Director of Mojo Sustainability at Bop Shop Records

Jann Nyffeler, director of mojo sustainability at Bop Shop Records. (Photo courtesy of Jazz 90.1.)

By Nate Smith
University of Nebraska-Lincoln

Jann Nyffeler has tried it all.

She has been a part of many news teams, hosts a jazz radio show and is a knowledgeable record enthusiast at  Rochester, New York’s Bop Shop Records.

She gained her work ethic from her first job detasseling corn in the summer in her native Nebraska, Nyffeler said in a telephone interview.

“You are up early and out in the sun all day. It’s hot and it’s hard work, but detasseling taught me how to work hard and push myself,” Nyffeler said. “Those are important traits to have in any job, especially in the editing world.”

Growing up, Nyffeler had no idea that she wanted to be an editor. She was a part of her high school news publication where she gained editing skills and reporting experience.  She didn’t think she was as strong of a reporter as her peers, but she discovered she had a knack for editing and working with others to get the best material out of them.

After graduating from The University of Nebraska- Lincoln with a bachelor’s degree in journalism and news- editorial, Nyffeler started working for The Sentinel, a paper based in Raleigh, North Carolina. There, she learned what it was like to work with different people in a team environment to meet deadlines.

Nyffeler stressed how important it is to try different roles when the opportunity arises.

“I remember when someone couldn’t be at work one day, and The Sentinel needed someone to cover a classical music performance,” she said. “I didn’t have any experience doing that sort of thing, didn’t know what I was doing, but I said that I would give it a shot and ended up really liking it. Don’t be afraid to try new things.”

After eight years at The Sentinel, Nyffeler became part of several other news teams. She was a page designer and copy editing team leader for The Wichita Eagle in Kansas, worked as a copy editor at The Dallas Morning News and became copy desk chief for the Democrat and Chronicle, a paper in Rochester.

She’s also used her editing skills outside of traditional print media. She was editor and communications coordinator for George Eastman House, International Museum of Photography and Film, and was the page production team leader at the Syracuse Post-Standard in central New York.

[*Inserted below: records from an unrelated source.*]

//! AMI frame construction and parsing.

use std::collections::HashMap;

/// A manager action: the action name plus its key/value fields, serialized
/// as one CRLF-terminated frame.
#[derive(Debug, Clone)]
pub struct Action {
    name: String,
    fields: Vec<(String, String)>,
}

impl Action {
    /// Starts an action frame.
    pub fn new(name: impl Into<String>) -> Self {
        Self {
            name: name.into(),
            fields: Vec::new(),
        }
    }

    /// Appends a field. Field order is preserved on the wire.
    pub fn field(mut self, key: impl Into<String>, value: impl Into<String>) -> Self {
        self.fields.push((key.into(), value.into()));
        self
    }

    /// The action name.
    pub fn name(&self) -> &str {
        &self.name
    }

    /// Serializes the frame, injecting the given `ActionID` for response
    /// correlation.
    pub fn serialize(&self, action_id: &str) -> String {
        let mut out = String::new();
        out.push_str("Action: ");
        out.push_str(&self.name);
        out.push_str("\r\n");
        out.push_str("ActionID: ");
        out.push_str(action_id);
        out.push_str("\r\n");
        for (key, value) in &self.fields {
            out.push_str(key);
            out.push_str(": ");
            out.push_str(value);
            out.push_str("\r\n");
        }
        out.push_str("\r\n");
        out
    }
}

/// A parsed manager frame (response or event).
#[derive(Debug, Clone, Default)]
pub struct AmiResponse {
    fields: HashMap<String, String>,
}

impl AmiResponse {
    /// Parses the lines of one frame (without the terminating blank line).
    /// Lines without a `:` separator are ignored — the manager pads some
    /// responses with free-text output lines.
    pub fn parse(lines: &[String]) -> Self {
        let mut fields = HashMap::new();
        for line in lines {
            if let Some((key, value)) = line.split_once(':') {
                fields.insert(
                    key.trim().to_ascii_lowercase(),
                    value.trim().to_string(),
                );
            }
        }
        Self { fields }
    }

    /// Looks a field up case-insensitively.
    pub fn get(&self, key: &str) -> Option<&str> {
        self.fields
            .get(&key.to_ascii_lowercase())
            .map(String::as_str)
    }

    /// True when the frame is `Response: Success` (or the follow-up
    /// `Response: Follows`).
    pub fn is_success(&self) -> bool {
        matches!(self.get("response"), Some("Success") | Some("Follows"))
    }

    /// The frame's `ActionID`, if any.
    pub fn action_id(&self) -> Option<&str> {
        self.get("actionid")
    }

    /// The frame's `Message` field, or an empty string.
    pub fn message(&self) -> &str {
        self.get("message").unwrap_or("")
    }

    /// Whether this frame is an unsolicited event rather than a response.
    pub fn is_event(&self) -> bool {
        self.get("event").is_some() && self.get("response").is_none()
    }
}

#[cfg(test)]
mod tests {
    use super::*;

    #[test]
    fn serializes_crlf_frame_with_action_id() {
        let frame = Action::new("Redirect")
            .field("Channel", "SIP/telecast-00013813")
            .field("Context", "default")
            .field("Exten", "8300")
            .field("Priority", "1")
            .serialize("cp-1");

        assert_eq!(
            frame,
            "Action: Redirect\r\nActionID: cp-1\r\nChannel: SIP/telecast-00013813\r\n\
             Context: default\r\nExten: 8300\r\nPriority: 1\r\n\r\n"
        );
    }

    #[test]
    fn parses_response_fields_case_insensitively() {
        let lines = vec![
            "Response: Success".to_string(),
            "ActionID: cp-2".to_string(),
            "Message: Redirect successful".to_string(),
        ];
        let response = AmiResponse::parse(&lines);

        assert!(response.is_success());
        assert_eq!(response.action_id(), Some("cp-2"));
        assert_eq!(response.get("MESSAGE"), Some("Redirect successful"));
    }

    #[test]
    fn error_response_is_not_success() {
        let lines = vec![
            "Response: Error".to_string(),
            "Message: Channel not found".to_string(),
        ];
        let response = AmiResponse::parse(&lines);

        assert!(!response.is_success());
        assert_eq!(response.message(), "Channel not found");
    }

    #[test]
    fn event_frames_are_recognized() {
        let lines = vec![
            "Event: Newchannel".to_string(),
            "Channel: SIP/8024-0001".to_string(),
        ];
        let frame = AmiResponse::parse(&lines);
        assert!(frame.is_event());
        assert!(!frame.is_success());
    }

    #[test]
    fn free_text_lines_are_ignored() {
        let lines = vec![
            "Response: Follows".to_string(),
            "core show channels output here".to_string(),
        ];
        let frame = AmiResponse::parse(&lines);
        assert!(frame.is_success());
    }
}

Now she combines her editing skills with her passion for people and a love for music. She manages all of the social media platforms for Bop Shop Records, an independently owned record store in Rochester that specializes in blues, jazz and American roots music.

“I am a little afraid of Twitter,” she said. “It is a really powerful tool, but you only get 140 characters to work with so your message has to be effective. I am experimenting with different ways to promote the record store.
When we get a new collection in or we are having a sale, I come up with different ideas to get the word out.”

Nyffeler’s musical interest extends to her morning jazz radio show on WGMC Jazz 90.1

“I play the coolest jazz I can find, along with some off-the-beaten-path, wacky stuff keep you guessin’.”

Nyffeler urges anyone who has an interest in getting involved in music journalism to apply to work at their school or local paper to gain experience, go to live shows and befriend musicians.

“Just write, go to shows and just try and write,” she said. “Start a blog. It’s a great way to practice. You will have something to show someone that you can write. Become friends with musicians. You can learn a lot about music and will become a better writer listening to what musicians have to say.”